use dioxus::prelude::*;

#[derive(Clone, Copy, Debug, PartialEq, Eq)]
pub enum ViewError {
    NoQuestions,
    Unknown,
}

impl ViewError {
    #[must_use]
    pub fn message(&self) -> &'static str {
        match self {
            ViewError::NoQuestions => "No questions yet. Add questions before starting a survey.",
            ViewError::Unknown => "Something went wrong. Please try again.",
        }
    }
}

#[derive(Clone, Debug, PartialEq)]
pub enum ViewState<T> {
    Idle,
    Loading,
    Ready(T),
    Error(ViewError),
}

#[must_use]
pub fn view_state_from_resource<T: Clone>(
    resource: &Resource<Result<T, ViewError>>,
) -> ViewState<T> {
    match resource.state().cloned() {
        UseResourceState::Pending => ViewState::Loading,
        UseResourceState::Ready => match resource.value().read().as_ref() {
            Some(Ok(data)) => ViewState::Ready(data.clone()),
            Some(Err(err)) => ViewState::Error(*err),
            None => ViewState::Error(ViewError::Unknown),
        },
        UseResourceState::Paused | UseResourceState::Stopped => ViewState::Idle,
    }
}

★ ★ ★ ★

How to complete this task: Search the data above for the word "self", then gather each line in which it appears.

Expected output:
    pub fn message(&self) -> &'static str {
        match self {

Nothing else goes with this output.